■ **What is being asked**:
For the entries below, repeat exactly each line starting with the one that contains "The core control" and going on through the one that contains "engine are external", and no others.

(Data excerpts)
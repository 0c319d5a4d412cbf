//! Google OAuth 2.0 for installed applications.
//!
//! Two ways of getting an authorization code are supported:
//!
//! 1. A loopback redirect: a listener on the callback port receives the
//!    browser redirect after the user grants access.
//! 2. A manual copy-paste flow using the out-of-band redirect URI, for hosts
//!    without a browser.
//!
//! Codes are exchanged for tokens at the token endpoint named in the client
//! secret file, which is also where refreshes go.

use super::callback::CallbackListener;
use super::credentials::AuthConfig;
use super::token::{Credential, TokenResponse};
use crate::error::{authorization_error, config_error, other_error, RelayResult};
use async_trait::async_trait;
use chrono::{DateTime, Utc};
use reqwest::Client;
use serde::{Deserialize, Serialize};
use std::fs;
use std::path::Path;
use std::time::Duration;
use tracing::{debug, info};
use url::Url;
use uuid::Uuid;

pub const GOOGLE_AUTH_URL: &str = "https://accounts.google.com/o/oauth2/auth";
pub const GOOGLE_TOKEN_URL: &str = "https://oauth2.googleapis.com/token";

/// Redirect URI asking Google to show the code to the user instead of redirecting
pub const OOB_REDIRECT_URI: &str = "urn:ietf:wg:oauth:2.0:oob";

fn default_auth_uri() -> String {
    GOOGLE_AUTH_URL.to_string()
}

fn default_token_uri() -> String {
    GOOGLE_TOKEN_URL.to_string()
}

/// OAuth client registration downloaded from the Google Cloud console
#[derive(Debug, Clone, Deserialize)]
pub struct ClientSecret {
    pub client_id: String,
    pub client_secret: String,
    #[serde(default = "default_auth_uri")]
    pub auth_uri: String,
    #[serde(default = "default_token_uri")]
    pub token_uri: String,
}

/// The file wraps the registration in an `installed` or `web` key
#[derive(Debug, Deserialize)]
struct ClientSecretFile {
    installed: Option<ClientSecret>,
    web: Option<ClientSecret>,
}

impl ClientSecret {
    pub fn from_json(content: &str) -> RelayResult<Self> {
        let file: ClientSecretFile = serde_json::from_str(content)?;
        file.installed
            .or(file.web)
            .ok_or_else(|| config_error("Client secret file has neither an 'installed' nor a 'web' section"))
    }

    pub fn from_file(path: &Path) -> RelayResult<Self> {
        let content = fs::read_to_string(path).map_err(|e| {
            config_error(&format!(
                "Failed to read client secret file {}: {}",
                path.display(),
                e
            ))
        })?;
        Self::from_json(&content)
    }
}

/// A manual authorization waiting for the operator to supply a code
#[derive(Debug, Clone, PartialEq, Serialize)]
pub struct PendingAuthorization {
    pub url: String,
    pub state: String,
    pub created_at: DateTime<Utc>,
}

/// Build the consent URL for the given redirect target
pub fn authorization_url(
    secret: &ClientSecret,
    redirect_uri: &str,
    scopes: &[String],
    state: &str,
) -> RelayResult<String> {
    let scope = scopes.join(" ");
    let url = Url::parse_with_params(
        &secret.auth_uri,
        &[
            ("response_type", "code"),
            ("client_id", secret.client_id.as_str()),
            ("redirect_uri", redirect_uri),
            ("scope", scope.as_str()),
            ("state", state),
            ("access_type", "offline"),
            ("prompt", "consent"),
        ],
    )
    .map_err(|e| config_error(&format!("Invalid authorization URI {}: {}", secret.auth_uri, e)))?;

    Ok(url.to_string())
}

/// Everything the credential manager needs from the authorization server
#[async_trait]
pub trait OAuthFlow: Send + Sync {
    /// Exchange the refresh token for a new access token
    async fn refresh(&self, credential: &Credential) -> RelayResult<Credential>;

    /// Run the browser flow with a loopback redirect
    async fn authorize_local(&self, scopes: &[String]) -> RelayResult<Credential>;

    /// Start a manual authorization; the returned URL is shown to the operator
    fn manual_authorization(&self, scopes: &[String]) -> RelayResult<PendingAuthorization>;

    /// Exchange a code obtained through the manual flow
    async fn exchange_manual_code(&self, code: &str, scopes: &[String]) -> RelayResult<Credential>;
}

/// Google implementation of [`OAuthFlow`]
pub struct GoogleOAuth {
    secret: ClientSecret,
    client: Client,
    callback_port: u16,
    callback_timeout: Duration,
    manual_redirect_uri: String,
}

impl GoogleOAuth {
    pub fn new(secret: ClientSecret, config: &AuthConfig) -> Self {
        Self {
            secret,
            client: Client::new(),
            callback_port: config.callback_port,
            callback_timeout: config.callback_timeout,
            manual_redirect_uri: config.manual_redirect_uri.clone(),
        }
    }

    fn loopback_redirect_uri(&self) -> String {
        format!("http://127.0.0.1:{}/", self.callback_port)
    }

    /// POST a form to the token endpoint and parse the answer
    async fn request_token(&self, params: &[(&str, &str)]) -> RelayResult<TokenResponse> {
        let response = self
            .client
            .post(&self.secret.token_uri)
            .form(params)
            .send()
            .await?;

        if !response.status().is_success() {
            let status = response.status();
            let error_body = response
                .text()
                .await
                .unwrap_or_else(|_| "Could not read error response".to_string());
            return Err(authorization_error(&format!(
                "Token endpoint returned HTTP {} - {}",
                status, error_body
            )));
        }

        Ok(response.json::<TokenResponse>().await?)
    }

    async fn exchange_code(
        &self,
        code: &str,
        redirect_uri: &str,
        scopes: &[String],
    ) -> RelayResult<Credential> {
        let response = self
            .request_token(&[
                ("client_id", self.secret.client_id.as_str()),
                ("client_secret", self.secret.client_secret.as_str()),
                ("code", code),
                ("redirect_uri", redirect_uri),
                ("grant_type", "authorization_code"),
            ])
            .await?;

        info!("Exchanged authorization code for tokens");
        Ok(Credential::from_response(response, scopes))
    }
}

#[async_trait]
impl OAuthFlow for GoogleOAuth {
    async fn refresh(&self, credential: &Credential) -> RelayResult<Credential> {
        let refresh_token = credential
            .refresh_token
            .as_deref()
            .ok_or_else(|| authorization_error("No refresh token in credential"))?;

        let response = self
            .request_token(&[
                ("client_id", self.secret.client_id.as_str()),
                ("client_secret", self.secret.client_secret.as_str()),
                ("refresh_token", refresh_token),
                ("grant_type", "refresh_token"),
            ])
            .await?;

        info!("Refreshed access token");
        Ok(credential.clone().refreshed(response))
    }

    async fn authorize_local(&self, scopes: &[String]) -> RelayResult<Credential> {
        let state = Uuid::new_v4().to_string();
        let redirect_uri = self.loopback_redirect_uri();
        let auth_url = authorization_url(&self.secret, &redirect_uri, scopes, &state)?;

        // Bind before opening the browser so a busy port fails fast
        let listener = CallbackListener::bind(self.callback_port)?;

        info!("Opening browser for Google Calendar authorization...");
        debug!("Authorization URL: {}", auth_url);
        webbrowser::open(&auth_url)
            .map_err(|e| authorization_error(&format!("Failed to open browser: {}", e)))?;

        info!("Waiting for authorization callback on port {}...", self.callback_port);
        let timeout = self.callback_timeout;
        let callback = tokio::task::spawn_blocking(move || listener.wait(timeout))
            .await
            .map_err(|e| other_error(&format!("Callback listener task failed: {}", e)))??;

        if callback.state.as_deref() != Some(state.as_str()) {
            return Err(authorization_error(
                "OAuth state mismatch in callback, refusing the code",
            ));
        }

        self.exchange_code(&callback.code, &redirect_uri, scopes).await
    }

    fn manual_authorization(&self, scopes: &[String]) -> RelayResult<PendingAuthorization> {
        let state = Uuid::new_v4().to_string();
        let url = authorization_url(&self.secret, &self.manual_redirect_uri, scopes, &state)?;

        Ok(PendingAuthorization {
            url,
            state,
            created_at: Utc::now(),
        })
    }

    async fn exchange_manual_code(&self, code: &str, scopes: &[String]) -> RelayResult<Credential> {
        self.exchange_code(code, &self.manual_redirect_uri, scopes)
            .await
    }
}
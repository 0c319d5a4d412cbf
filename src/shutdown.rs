use std::future;
use tracing::{error, info};

#[cfg(unix)]
use tokio::signal::unix::{signal, SignalKind};
#[cfg(windows)]
use tokio::signal::windows::{ctrl_break, ctrl_c};

/// Resolves once a termination signal arrives; used for graceful server shutdown
#[cfg(unix)]
pub async fn wait_for_signal() {
    // SIGTERM is what service managers and container runtimes send
    let sigterm = signal(SignalKind::terminate());
    let sigint = signal(SignalKind::interrupt());

    let (mut sigterm, mut sigint) = match (sigterm, sigint) {
        (Ok(sigterm), Ok(sigint)) => (sigterm, sigint),
        (Err(e), _) | (_, Err(e)) => {
            error!("Failed to install signal handlers: {}", e);
            return future::pending().await;
        }
    };

    tokio::select! {
        _ = sigterm.recv() => {
            info!("Received SIGTERM signal, initiating graceful shutdown");
        }
        _ = sigint.recv() => {
            info!("Received SIGINT signal, initiating graceful shutdown");
        }
    }
}

/// Resolves once a termination signal arrives; used for graceful server shutdown
#[cfg(windows)]
pub async fn wait_for_signal() {
    let (mut ctrlc, mut ctrlbreak) = match (ctrl_c(), ctrl_break()) {
        (Ok(ctrlc), Ok(ctrlbreak)) => (ctrlc, ctrlbreak),
        (Err(e), _) | (_, Err(e)) => {
            error!("Failed to install signal handlers: {}", e);
            return future::pending().await;
        }
    };

    tokio::select! {
        _ = ctrlc.recv() => {
            info!("Received Ctrl+C signal, initiating graceful shutdown");
        }
        _ = ctrlbreak.recv() => {
            info!("Received Ctrl+Break signal, initiating graceful shutdown");
        }
    }
}
//! Google Calendar integration: OAuth credential lifecycle and the events API.

mod actor;
mod callback;
pub mod client;
pub mod credentials;
mod handle;
pub mod models;
pub mod oauth;
pub mod prompt;
pub mod time;
pub mod token;

pub use client::{CalendarProvider, GoogleCalendarClient};
pub use credentials::{AuthConfig, CredentialManager};
pub use handle::GoogleCalendarHandle;
pub use models::{CalendarOperation, ListEventsQuery};
pub use oauth::{ClientSecret, GoogleOAuth, OAuthFlow, PendingAuthorization};
pub use prompt::{prompt_for, CodePrompt, DeferredPrompt, TerminalPrompt};
pub use token::{Credential, TokenStore};
//! HTTP handlers and the state they share.

pub mod auth;
pub mod events;

use crate::components::google_calendar::{CalendarProvider, CredentialManager};
use chrono_tz::Tz;
use std::sync::Arc;

/// Shared state handed to every handler
#[derive(Clone)]
pub struct AppState {
    pub credentials: Arc<CredentialManager>,
    pub provider: Arc<dyn CalendarProvider>,
    /// Zone used for the default lower bound of a listing
    pub timezone: Tz,
    pub max_results: u32,
}
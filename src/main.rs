use gcal_relay::startup;
use tracing::info;

#[tokio::main]
async fn main() -> miette::Result<()> {
    // Initialize logging
    startup::init_logging()?;

    info!("Starting gcal-relay");

    // Load configuration
    let config = startup::load_config()?;

    // Serve until shutdown
    startup::start_server(config).await
}
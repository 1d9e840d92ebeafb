//! Zephyr polling and fan-control engine.
//!
//! The core control loop of the Zephyr IPMI server-management service:
//! periodic BMC polling, fan-curve evaluation, vendor-specific fan
//! commands, alert lifecycle tracking and notification fan-out. The web
//! transport, credential encryption and storage engine are external
//! collaborators reaching in through the seams defined here.
//!
//! # Module structure
//!
//! - `config/` - configuration snapshot types and loading
//! - `credentials` - per-call credential resolution seam
//! - `vendor/` - vendor command adapter (descriptors + response parsers)
//! - `bmc/` - ipmitool transport and retrying executor
//! - `curve` - pure fan curve evaluation
//! - `telemetry` - per-poll records
//! - `alerts/` - alert store, transition engine, connectivity window
//! - `notify/` - channel formatting and dispatch
//! - `engine/` - job scheduler and the per-tick pipeline
//! - `app/` - CLI and tracing setup for the binary

pub mod alerts;
pub mod app;
pub mod bmc;
pub mod config;
pub mod credentials;
pub mod curve;
pub mod engine;
pub mod notify;
pub mod telemetry;
pub mod vendor;
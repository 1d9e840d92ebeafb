//! Retrying command executor with a typed outcome taxonomy.
//!
//! Transient failures (timeout, connection refused) are retried with
//! exponential backoff; definitive rejections (bad parameters, hard auth
//! failure) surface immediately. The executor knows nothing about fan
//! curves — vendor quirks stay in the adapter.

use std::sync::Arc;
use std::time::Duration;

use tracing::{debug, warn};

use super::{BmcEndpoint, BmcTransport, TransportError};
use crate::credentials::BmcLogin;
use crate::vendor::adapter::CommandDescriptor;
use crate::vendor::parse::ParsedResponse;

#[derive(Debug, Clone)]
pub enum ExecOutcome {
    Success(ParsedResponse),
    Timeout { message: String },
    ConnectivityFailure { message: String },
    AuthFailure { message: String },
    ProtocolError { message: String },
}

impl ExecOutcome {
    pub fn is_success(&self) -> bool {
        matches!(self, ExecOutcome::Success(_))
    }

    /// Retry only what a later attempt could plausibly fix.
    fn is_transient(&self) -> bool {
        matches!(
            self,
            ExecOutcome::Timeout { .. } | ExecOutcome::ConnectivityFailure { .. }
        )
    }

    /// Whether this outcome counts toward the offline/connectivity alert.
    /// Protocol errors do not: the BMC answered, just not usefully.
    pub fn feeds_connectivity_alert(&self) -> bool {
        matches!(
            self,
            ExecOutcome::Timeout { .. }
                | ExecOutcome::ConnectivityFailure { .. }
                | ExecOutcome::AuthFailure { .. }
        )
    }

    pub fn failure_message(&self) -> Option<&str> {
        match self {
            ExecOutcome::Success(_) => None,
            ExecOutcome::Timeout { message }
            | ExecOutcome::ConnectivityFailure { message }
            | ExecOutcome::AuthFailure { message }
            | ExecOutcome::ProtocolError { message } => Some(message),
        }
    }
}

#[derive(Debug, Clone)]
pub struct ExecPolicy {
    pub attempt_timeout: Duration,
    pub retries: u32,
    pub backoff_base: Duration,
}

impl Default for ExecPolicy {
    fn default() -> Self {
        Self {
            attempt_timeout: Duration::from_secs(10),
            retries: 2,
            backoff_base: Duration::from_millis(500),
        }
    }
}

pub struct Executor {
    transport: Arc<dyn BmcTransport>,
    policy: ExecPolicy,
}

impl Executor {
    pub fn new(transport: Arc<dyn BmcTransport>, policy: ExecPolicy) -> Self {
        Self { transport, policy }
    }

    pub async fn execute(
        &self,
        endpoint: &BmcEndpoint,
        login: &BmcLogin,
        descriptor: &CommandDescriptor,
    ) -> ExecOutcome {
        let mut attempt = 0u32;
        loop {
            let outcome = self.attempt(endpoint, login, descriptor).await;
            if !outcome.is_transient() || attempt >= self.policy.retries {
                return outcome;
            }

            let backoff = self.policy.backoff_base * 2u32.pow(attempt);
            debug!(
                "Transient BMC failure ({}), retrying in {:?} (attempt {}/{})",
                outcome.failure_message().unwrap_or("unknown"),
                backoff,
                attempt + 1,
                self.policy.retries,
            );
            tokio::time::sleep(backoff).await;
            attempt += 1;
        }
    }

    async fn attempt(
        &self,
        endpoint: &BmcEndpoint,
        login: &BmcLogin,
        descriptor: &CommandDescriptor,
    ) -> ExecOutcome {
        if let Some(prepare) = &descriptor.prepare {
            match self.run_once(endpoint, login, prepare).await {
                Ok(_) => {}
                Err(outcome) => return outcome,
            }
        }

        let output = match self.run_once(endpoint, login, &descriptor.args).await {
            Ok(output) => output,
            Err(outcome) => return outcome,
        };

        match (descriptor.parser)(&output) {
            Ok(parsed) => ExecOutcome::Success(parsed),
            Err(e) => ExecOutcome::ProtocolError {
                message: format!("response parse failed: {e}"),
            },
        }
    }

    /// One transport invocation, mapped to an outcome on any failure and
    /// to the raw stdout on success.
    async fn run_once(
        &self,
        endpoint: &BmcEndpoint,
        login: &BmcLogin,
        args: &[String],
    ) -> Result<String, ExecOutcome> {
        match self
            .transport
            .run(endpoint, login, args, self.policy.attempt_timeout)
            .await
        {
            Err(TransportError::TimedOut) => Err(ExecOutcome::Timeout {
                message: format!(
                    "command timed out after {:?}",
                    self.policy.attempt_timeout
                ),
            }),
            Err(TransportError::Spawn(e)) => Err(ExecOutcome::ProtocolError {
                message: format!("failed to launch ipmitool: {e}"),
            }),
            Ok(output) if !output.status_ok => {
                let outcome = classify_failure(&output.stderr);
                warn!(
                    "BMC command failed at {}:{}: {}",
                    endpoint.host,
                    endpoint.port,
                    outcome.failure_message().unwrap_or("unknown"),
                );
                Err(outcome)
            }
            Ok(output) => Ok(output.stdout),
        }
    }
}

/// Classify a non-zero ipmitool exit by its stderr.
/// A rejected HMAC means the BMC answered and turned the session down, so
/// auth markers are checked before the broader session-setup phrases.
pub(crate) fn classify_failure(stderr: &str) -> ExecOutcome {
    let text = stderr.trim();
    let lower = text.to_ascii_lowercase();

    const AUTH_MARKERS: &[&str] = &[
        "hmac is invalid",
        "invalid user",
        "authentication",
        "password invalid",
        "insufficient privilege",
    ];
    const CONNECTIVITY_MARKERS: &[&str] = &[
        "unable to establish",
        "connection refused",
        "no route to host",
        "network is unreachable",
        "timeout",
        "timed out",
        "insufficient resources for session",
    ];

    let message = if text.is_empty() {
        "ipmitool exited with an error and no output".to_string()
    } else {
        text.to_string()
    };

    if AUTH_MARKERS.iter().any(|m| lower.contains(m)) {
        ExecOutcome::AuthFailure { message }
    } else if CONNECTIVITY_MARKERS.iter().any(|m| lower.contains(m)) {
        ExecOutcome::ConnectivityFailure { message }
    } else {
        ExecOutcome::ProtocolError { message }
    }
}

■ **Answer space**:
//! The core control loop of the Zephyr IPMI server-management service:
//! periodic BMC polling, fan-curve evaluation, vendor-specific fan
//! commands, alert lifecycle tracking and notification fan-out. The web
//! transport, credential encryption and storage engine are external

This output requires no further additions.